I don't watch TV but I do watch a good number of videos online, and there's plenty of fascinating stuff out there on bloggingheads.tv, Charlie Rose interviews, The Big Think, fora.tv, and more. I study interviews in particular to view how people at the top of their game carry themselves when they are not in complete control of a conversation.
Recently I watched two videos in which I noticed one person present him/herself in a more polished manner than the other. Both of the more impressive-seeming people stayed cool, calm, and collected throughout the conversation. Sounds basic, but during emotionally tense or argumentative situations, it really is a talent.

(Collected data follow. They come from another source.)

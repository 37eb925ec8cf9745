//! Health check endpoint for service monitoring.

use crate::{db::DbPool, error::AppError};
use axum::{Json, extract::State};
use chrono::{DateTime, Utc};
use serde::Serialize;

/// Health check response.
///
/// Returns service status and database connectivity.
#[derive(Debug, Serialize)]
pub struct HealthResponse {
    /// Overall service status
    pub status: String,

    /// Database connection status
    pub database: String,

    /// Current server timestamp
    pub timestamp: DateTime<Utc>,
}

/// Health check handler.
///
/// # Response (200 OK)
///
/// ```json
/// {
///   "status": "healthy",
///   "database": "connected",
///   "timestamp": "2026-07-01T19:00:00Z"
/// }
/// ```
///
/// If the database is unreachable, returns the standard error response.
pub async fn health_check(State(pool): State<DbPool>) -> Result<Json<HealthResponse>, AppError> {
    // Verify database connectivity with simple query
    sqlx::query("SELECT 1").execute(&pool).await?;

    Ok(Json(HealthResponse {
        status: "healthy".to_string(),
        database: "connected".to_string(),
        timestamp: Utc::now(),
    }))
}
//! Error types and HTTP error response handling.
//!
//! This module defines all application errors and how they are converted
//! into HTTP responses with appropriate status codes and JSON bodies.

use axum::{
    Json,
    http::StatusCode,
    response::{IntoResponse, Response},
};
use serde_json::json;

use crate::plaid::PlaidError;

/// Application-wide error type.
///
/// This enum represents all possible errors that can occur in the application.
/// Each variant maps to a specific HTTP status code and error message.
///
/// # Error Categories
///
/// - **Database Errors**: Any sqlx::Error from database operations
/// - **Authentication Errors**: Missing/expired sessions, bad credentials
/// - **Resource Errors**: Requested resources not found
/// - **Aggregator Errors**: Failures reported by the Plaid API
/// - **Validation Errors**: Invalid request data
#[derive(Debug, thiserror::Error)]
pub enum AppError {
    /// Database operation failed (e.g., connection error, query error).
    ///
    /// This wraps any sqlx::Error using the `#[from]` attribute, which
    /// automatically implements `From<sqlx::Error> for AppError`.
    #[error("Database error: {0}")]
    Database(#[from] sqlx::Error),

    /// Session token is missing, unknown, or expired.
    ///
    /// Returns HTTP 401 Unauthorized.
    #[error("Invalid session token")]
    InvalidSessionToken,

    /// Email and password did not match a known user.
    ///
    /// Returns HTTP 401 Unauthorized. Deliberately identical for
    /// "unknown email" and "wrong password".
    #[error("Invalid email or password")]
    InvalidCredentials,

    /// A user with this email already exists.
    ///
    /// Returns HTTP 409 Conflict.
    #[error("Email already registered")]
    EmailTaken,

    /// Requested linked item does not exist or doesn't belong to the
    /// authenticated user.
    ///
    /// Returns HTTP 404 Not Found.
    #[error("Linked item not found")]
    ItemNotFound,

    /// Requested account does not exist or doesn't belong to the
    /// authenticated user.
    ///
    /// Returns HTTP 404 Not Found.
    #[error("Account not found")]
    AccountNotFound,

    /// The aggregator API rejected a request or could not be reached.
    ///
    /// Returns HTTP 502 Bad Gateway with the aggregator's error message,
    /// mirroring how sync failures surface to the client.
    #[error("Aggregator error: {0}")]
    Aggregator(#[from] PlaidError),

    /// Request body or parameters are invalid.
    ///
    /// Returns HTTP 400 Bad Request.
    /// The String contains details about what was invalid.
    #[error("Invalid request")]
    InvalidRequest(String),

    /// Internal failure that is not the client's fault (e.g., password
    /// hashing error). Details are logged, never sent to the client.
    #[error("Internal error")]
    Internal(String),
}

/// Convert AppError into an HTTP response.
///
/// This implementation allows Axum handlers to return `Result<T, AppError>`
/// and have errors automatically converted to proper HTTP responses.
///
/// # Response Format
///
/// All errors return JSON in this format:
/// ```json
/// {
///   "error": {
///     "code": "error_type",
///     "message": "Human-readable error message"
///   }
/// }
/// ```
impl IntoResponse for AppError {
    fn into_response(self) -> Response {
        // Map each error variant to (HTTP status, error code, message)
        let (status, code, message) = match self {
            AppError::InvalidSessionToken => (
                StatusCode::UNAUTHORIZED,
                "invalid_session_token",
                self.to_string(),
            ),
            AppError::InvalidCredentials => (
                StatusCode::UNAUTHORIZED,
                "invalid_credentials",
                self.to_string(),
            ),
            AppError::EmailTaken => (StatusCode::CONFLICT, "email_taken", self.to_string()),
            AppError::ItemNotFound => (StatusCode::NOT_FOUND, "item_not_found", self.to_string()),
            AppError::AccountNotFound => {
                (StatusCode::NOT_FOUND, "account_not_found", self.to_string())
            }
            AppError::Aggregator(ref err) => {
                (StatusCode::BAD_GATEWAY, "aggregator_error", err.to_string())
            }
            AppError::InvalidRequest(ref msg) => {
                (StatusCode::BAD_REQUEST, "invalid_request", msg.clone())
            }
            AppError::Database(ref err) => {
                tracing::error!("Database error: {err}");
                (
                    StatusCode::INTERNAL_SERVER_ERROR,
                    "internal_error",
                    "An internal error occurred".to_string(),
                )
            }
            AppError::Internal(ref msg) => {
                tracing::error!("Internal error: {msg}");
                (
                    StatusCode::INTERNAL_SERVER_ERROR,
                    "internal_error",
                    "An internal error occurred".to_string(),
                )
            }
        };

        // Build JSON response body
        let body = Json(json!({
            "error": {
                "code": code,
                "message": message
            }
        }));

        // Return the response with status code and JSON body
        (status, body).into_response()
    }
}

First, a 20-minute interview between Noam Chomsky and a TV journalist. Whether you agree or disagree isn't the point and don't interpret this as an endorsement of Chomsky's views. I don't have opinions on these issues until I become more informed. What does matter is how coolly and calmly Chomsky disputes the interviewer's assumptions. The interviewer's early aggressive tone morphs into a stilted, panicked one. Chomsky is relaxed the whole time and occasionally firmly raises his voice but only when it's necessary. Instead of responding to sharp-toned questions with sharp-toned answers, he stays leveled, and it comes off well on-camera.
Second, Jonah Goldberg and David Frum recently did a 65 minute bloggingheads.tv conversation. It is pretty inside baseball to the cause David Frum has taken up about the the state of conservatism, but again, the actual issues aren't the point. There is an interesting contrast in manner and demeanor between the two. Frum is the whole time impeccably polite, calm, and when he disagrees, very professional. Charming, even. Goldberg is no chump either when it comes to polish, but a few times begins his answer with an emotional yelp, bemused face, and "Well….". Frum asks several questions, Socratic-style. Backed into a wall on the definition of socialism, Goldberg stammers a "Look," too many times. "Look…", used rarely, bestows authority. Obama begins many sentences with it. But used too much it sounds overly defensive.
Finally, if you're ever looking for tips and tricks on the rhetoric front, just watch a Barack Obama press conference. The guy's a master, not that this is exactly news. In this most recent press conference — why I ended up watching half of it online is a mystery even to me — he deftly handles a probing question from a journalist with a laugh, smile, and a "Come on, Jackie, I don't know." Again: cool, calm, collected.
If you want an example of a talented rhetorical response that's not exactly cool, calm, and collected, but still extraordinary, watch this 50 second clip of Bill Clinton responding to a heckler in 1992 when he ran for president for the first time. Goosebumps.